Depending on your response to the initial questions, you may get a form to complete the information removal process or get redirected to a different page. To ensure everything goes smoothly, answer the questions as seen below:
- For the first question (what do you want to do?), select “Remove Information you see in Google search.”
- For the second question (let us know where you saw the information you want to have removed), select “In Google’s search results and on a website.” Only take this option if you’ve clicked the search results to find the information you want to remove on an active website.
- For the third question (Have you contacted the site’s website owner?), choose “No, I prefer not to” if you haven’t contacted the administrator of the site hosting the information to request a takedown.
- From here on, select the type of personal information you want Google to remove from its search result pages. A new form should come up. Provide all the requested information and hit the submit button. Here’s a guide on how to request the removal of images of a minor, if you have that in mind as well.
Once you’ve submitted your request, you should receive a confirmation email. Google will evaluate the request using a range of criteria, including those listed below. It might also ask you to provide more information if the need arises. If the request meets their requirement, you’ll receive a notification once an action is taken.
But what are the requirements to get your request approved?
What Kind of Information Can You Request to be Removed?
While Google can accept your request to remove a wide range of personally identifying information, the information should ideally be:
- Images of your identification documents, like a driver’s license;
- Images of your handwritten signature;
- Images of a minor;
- Sexually explicit pictures of you shared without your consent;
- Bank account and credit card details;
- A confidential government-issued identification number, like your Social Security Number (SSN);
- Personal or official records like your medical records; and
- Login credentials
As of April 2022, you can also request the removal of personal contact information like your phone numbers, email addresses, and physical addresses.
However, even when your request meets all the requirements above, Google might still decline your request if the information you want to remove is:
- In the interest of the public (e.g., if you’re trying to remove information related to your professional misconduct in the past, it might be declined)
- Newsworthy (e.g., journalistic articles containing your personal information)
- Provided by a government or other official sources (e.g., FBI)
If the content you want to be removed no longer appears on the web page that published it, the search company advises users to use Google’s Outdated Content Removal tool instead.
What Happens When Your Takedown Request Is Granted?
Since Google search is just a search engine, Google would only be able to remove the copy of that information they’ve cached or simply stop it from coming up on search results. The original copies will likely remain on the site that published them.
However, if the site that published the information is hosted by Google’s blogging platform (Blogger), you can use Blogger’s content policy violation tool to get the content taken down. If the site administrator keeps repeating similar violations after the initial takedown, Google might go as far as taking down the entire blog or suspending the owner’s Google account.
If you want to remove your personal information directly hosted on any of Google’s products, you can use the more wide-reaching Google Troubleshooter tool.
Share Your Personal Information With Caution
The best way to safeguard your personal information online is to ensure it doesn’t show up there in the first place.

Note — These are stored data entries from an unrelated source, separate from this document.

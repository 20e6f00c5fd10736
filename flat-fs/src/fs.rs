//! # 文件系统层
//!
//! 把分配器、目录与打开文件表组合成对外的文件操作。
//!
//! ## 锁
//!
//! - 表锁 `table`：打开文件表与目录，`open`/`close`/`delete` 在其下原子完成；
//! - 表项锁：同一表项上的 `read`/`write`/`seek`/`size`/`close` 互斥；
//! - 分配器锁 `allocator`：空闲链表。
//!
//! 加锁顺序为 表项 → 分配器，表 → 分配器；持有表项锁时从不申请表锁。

use alloc::string::String;
use alloc::sync::Arc;
use alloc::vec;
use alloc::vec::Vec;

use block_dev::BlockDevice;
use log::{debug, warn};
use spin::Mutex;

use crate::allocator::Allocator;
use crate::block;
use crate::file_table::{EntryInner, FileTable, FileTableEntry, OpenMode};
use crate::layout::{BlockId, Directory, DiskInode, InodeArea};
use crate::layout::{DIRECT_COUNT, INDIRECT_COUNT, MAX_FILE_SIZE};
use crate::{DataBlock, BLOCK_SIZE};
use crate::{Error, Result};

/// `seek` 的基准位置
#[derive(Debug, Clone, Copy, PartialEq, Eq)]
pub enum Whence {
    /// 文件开头(SEEK_SET)
    Start,
    /// 当前读写指针(SEEK_CUR)
    Current,
    /// 文件末尾(SEEK_END)
    End,
}

impl TryFrom<i32> for Whence {
    type Error = Error;

    fn try_from(raw: i32) -> Result<Self> {
        match raw {
            0 => Ok(Self::Start),
            1 => Ok(Self::Current),
            2 => Ok(Self::End),
            _ => Err(Error::InvalidArgument),
        }
    }
}

/// 目录中的一个文件
#[derive(Debug, Clone, PartialEq, Eq)]
pub struct DirEntry {
    pub inode_id: u16,
    pub name: String,
    /// 磁盘上 inode 记录的文件长度
    pub size: u32,
}

#[derive(Debug)]
pub struct FileSystem {
    block_device: Arc<dyn BlockDevice>,
    inodes: Arc<InodeArea>,
    allocator: Mutex<Allocator>,
    table: Mutex<FileTable>,
}

impl FileSystem {
    /// 挂载设备，必要时先格式化；随后从根文件的内容重建目录
    pub fn mount(block_device: Arc<dyn BlockDevice>, disk_blocks: usize) -> Result<Self> {
        let (allocator, formatted) = Allocator::mount(block_device.clone(), disk_blocks)?;
        let inodes = Arc::new(InodeArea::new(block_device.clone()));
        let directory = Directory::new(allocator.total_inodes());

        let fs = Self {
            block_device,
            table: Mutex::new(FileTable::new(directory, inodes.clone())),
            inodes,
            allocator: Mutex::new(allocator),
        };

        let root = fs.open(Directory::ROOT, OpenMode::Read)?;
        let size = fs.size(&root) as usize;
        if size > 0 {
            let mut data = vec![0; size];
            let read = fs.read(&root, &mut data)?;
            if let Err(err) = fs.table.lock().directory_mut().from_bytes(&data[..read]) {
                warn!("ignoring unreadable directory: {err}");
            }
        }
        fs.close(&root)?;

        debug!("mount finished, formatted={formatted}");
        Ok(fs)
    }

    /// 以 `inodes` 个 inode 重新格式化，原有文件全部丢失
    pub fn format(&self, inodes: u16) -> Result<()> {
        let mut table = self.table.lock();
        if !table.is_empty() {
            return Err(Error::Busy);
        }

        self.allocator.lock().format(inodes)?;
        *table = FileTable::new(Directory::new(inodes), self.inodes.clone());
        Ok(())
    }

    pub fn open(&self, name: &str, mode: OpenMode) -> Result<Arc<FileTableEntry>> {
        let entry = self.table.lock().open(name, mode)?;

        match mode {
            OpenMode::Write => {
                let truncated = self.truncate(entry.inode_id(), &mut entry.lock());
                if let Err(err) = truncated {
                    self.table.lock().close(&entry)?;
                    return Err(err);
                }
            }
            OpenMode::Append => {
                let mut inner = entry.lock();
                inner.seek = inner.inode.length;
            }
            OpenMode::Read | OpenMode::ReadWrite => (),
        }

        Ok(entry)
    }

    /// 又一个描述符共享此表项
    pub fn dup(&self, entry: &Arc<FileTableEntry>) {
        let mut inner = entry.lock();
        inner.ref_count += 1;
    }

    /// 引用计数减一，归零时才从打开文件表中注销
    pub fn close(&self, entry: &Arc<FileTableEntry>) -> Result<()> {
        {
            let mut inner = entry.lock();
            if inner.ref_count == 0 {
                return Err(Error::NotFound);
            }
            inner.ref_count -= 1;
            if inner.ref_count > 0 {
                return Ok(());
            }
        }

        self.table.lock().close(entry)
    }

    pub fn size(&self, entry: &Arc<FileTableEntry>) -> u32 {
        entry.lock().inode.length
    }

    /// 从读写指针处读入 `buf`，返回读到的字节数
    pub fn read(&self, entry: &Arc<FileTableEntry>, buf: &mut [u8]) -> Result<usize> {
        if !entry.mode().readable() {
            return Err(Error::ModeViolation);
        }

        let mut inner = entry.lock();
        let length = inner.inode.length as usize;
        let mut read_size = 0;

        while read_size < buf.len() {
            let seek = inner.seek as usize;
            if seek >= length {
                break;
            }
            let Some(block) = inner.inode.translate(seek, &self.block_device) else {
                break;
            };

            // 绝对地址 % 块大小 = 块内偏移
            let offset = seek % BLOCK_SIZE;
            let block_read_size = (BLOCK_SIZE - offset)
                .min(length - seek)
                .min(buf.len() - read_size);
            let dest = &mut buf[read_size..read_size + block_read_size];

            block::map(&self.block_device, block.index(), |data: &DataBlock| {
                dest.copy_from_slice(&data[offset..offset + block_read_size]);
            });

            inner.seek += block_read_size as u32;
            read_size += block_read_size;
        }

        Ok(read_size)
    }

    /// 从读写指针处写入 `buf`，按需分配数据块与索引块。
    ///
    /// 中途分配失败时返回错误但不回滚：已写入的部分连同新长度都会保留，
    /// 读写指针停在写入结束处。
    pub fn write(&self, entry: &Arc<FileTableEntry>, buf: &[u8]) -> Result<usize> {
        if !entry.mode().writable() {
            return Err(Error::ModeViolation);
        }

        let mut inner = entry.lock();
        let mut written_size = 0;

        let outcome = loop {
            if written_size == buf.len() {
                break Ok(());
            }

            let seek = inner.seek as usize;
            let mapped = inner.inode.translate(seek, &self.block_device);
            let block = match mapped {
                Some(block) => block,
                None => match self.grow(&mut inner.inode, seek / BLOCK_SIZE) {
                    Ok(block) => block,
                    Err(err) => break Err(err),
                },
            };

            let offset = seek % BLOCK_SIZE;
            let block_write_size = (BLOCK_SIZE - offset).min(buf.len() - written_size);
            let src = &buf[written_size..written_size + block_write_size];

            block::map_mut(&self.block_device, block.index(), |data: &mut DataBlock| {
                data[offset..offset + block_write_size].copy_from_slice(src);
            });

            inner.seek += block_write_size as u32;
            written_size += block_write_size;
            if inner.seek > inner.inode.length {
                inner.inode.length = inner.seek;
            }
        };

        self.inodes.store(entry.inode_id(), &inner.inode);

        if let Err(err) = outcome {
            warn!(
                "write on inode {} aborted after {written_size} of {} bytes: {err}",
                entry.inode_id(),
                buf.len()
            );
            return Err(err);
        }
        Ok(written_size)
    }

    /// 从目录中删除文件名。数据块不回收，已打开的句柄也不受影响
    pub fn delete(&self, name: &str) -> Result<()> {
        if name.is_empty() {
            return Err(Error::InvalidArgument);
        }

        let mut table = self.table.lock();
        let inode_id = table.directory().resolve(name).ok_or(Error::NotFound)?;
        table.directory_mut().free_inode(inode_id)
    }

    /// 移动读写指针，结果被限制在 `[0, 文件长度]` 内
    pub fn seek(&self, entry: &Arc<FileTableEntry>, offset: i64, whence: Whence) -> u32 {
        let mut inner = entry.lock();
        let size = inner.inode.length as i64;

        let target = match whence {
            Whence::Start => offset,
            Whence::Current => (inner.seek as i64).saturating_add(offset),
            Whence::End => size.saturating_add(offset),
        };
        inner.seek = target.clamp(0, size) as u32;

        inner.seek
    }

    /// 把目录写入根文件，再写回超级块。
    ///
    /// 根文件会先被截断再重写。写入前先确认根文件现有的块加上空闲块足以容纳目录，
    /// 不够则直接返回 [`Error::CapacityExhausted`]，磁盘上的旧目录保持不变。
    /// 检查与写入之间若有别的句柄分配走了块，重写仍可能半途失败，旧目录随之丢失。
    pub fn sync(&self) -> Result<()> {
        let data = self.table.lock().directory().to_bytes();

        let root = self.inodes.load(0);
        let owned =
            root.data_blocks(&self.block_device).len() + usize::from(root.indirect().is_some());
        if Allocator::blocks_for_file(data.len()) > owned + self.free_blocks() {
            warn!("no room to rewrite the directory, sync skipped");
            return Err(Error::CapacityExhausted);
        }

        let root = self.open(Directory::ROOT, OpenMode::Write)?;
        let written = self.write(&root, &data);
        self.close(&root)?;
        written?;

        self.allocator.lock().sync();
        Ok(())
    }

    /// 文件是否存在
    #[inline]
    pub fn exists(&self, name: &str) -> bool {
        name == Directory::ROOT || self.table.lock().directory().resolve(name).is_some()
    }

    /// 列出所有文件，不含根目录
    pub fn list(&self) -> Vec<DirEntry> {
        let names: Vec<(u16, String)> = self.table.lock().directory().entries().collect();
        names
            .into_iter()
            .map(|(inode_id, name)| DirEntry {
                inode_id,
                name,
                size: self.inodes.load(inode_id).length,
            })
            .collect()
    }

    /// 空闲块个数
    #[inline]
    pub fn free_blocks(&self) -> usize {
        self.allocator.lock().free_blocks()
    }

    #[inline]
    pub fn total_blocks(&self) -> u32 {
        self.allocator.lock().total_blocks()
    }

    #[inline]
    pub fn total_inodes(&self) -> u16 {
        self.allocator.lock().total_inodes()
    }

    /// 读取磁盘上的 inode 记录
    #[inline]
    pub fn inode(&self, inode_id: u16) -> DiskInode {
        self.inodes.load(inode_id)
    }
}

impl FileSystem {
    /// 为文件的第 `block_index` 块分配数据块，必要时先分配间接索引块
    fn grow(&self, inode: &mut DiskInode, block_index: usize) -> Result<BlockId> {
        if block_index >= DIRECT_COUNT + INDIRECT_COUNT {
            warn!("file would exceed {MAX_FILE_SIZE} bytes");
            return Err(Error::CapacityExhausted);
        }

        let mut allocator = self.allocator.lock();

        if block_index >= DIRECT_COUNT && inode.indirect().is_none() {
            let index_block = allocator.get_free_block().ok_or(Error::CapacityExhausted)?;
            if let Err(err) = inode.alloc_index_block(index_block, &self.block_device) {
                allocator.return_block(index_block)?;
                return Err(err);
            }
        }

        let block = allocator.get_free_block().ok_or(Error::CapacityExhausted)?;
        let grown = if block_index < DIRECT_COUNT {
            inode.grow_direct(block_index, block)
        } else {
            inode.grow_indirect(block_index, block, &self.block_device)
        };
        if let Err(err) = grown {
            allocator.return_block(block)?;
            return Err(err);
        }

        Ok(block)
    }

    /// 归还文件的全部数据块，长度与读写指针归零
    fn truncate(&self, inode_id: u16, inner: &mut EntryInner) -> Result<()> {
        let blocks = inner.inode.release_blocks(&self.block_device);
        debug!("truncating inode {inode_id}: {} blocks", blocks.len());

        let mut allocator = self.allocator.lock();
        for block in blocks {
            allocator.return_block(block)?;
        }
        drop(allocator);

        inner.inode.length = 0;
        inner.seek = 0;
        self.inodes.store(inode_id, &inner.inode);
        Ok(())
    }
}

Whenever it is necessary to share your personal information, share as little as possible.
As alternatives to your email address, you can use temporary email addresses from providers like temp-mail.org. You can also share only disposable phone numbers with websites that require them.
Irrespective of how big or safe you think a website may be, exercise caution in sharing sensitive information. Data breaches often happen, and your sensitive information could be caught in the crossfire.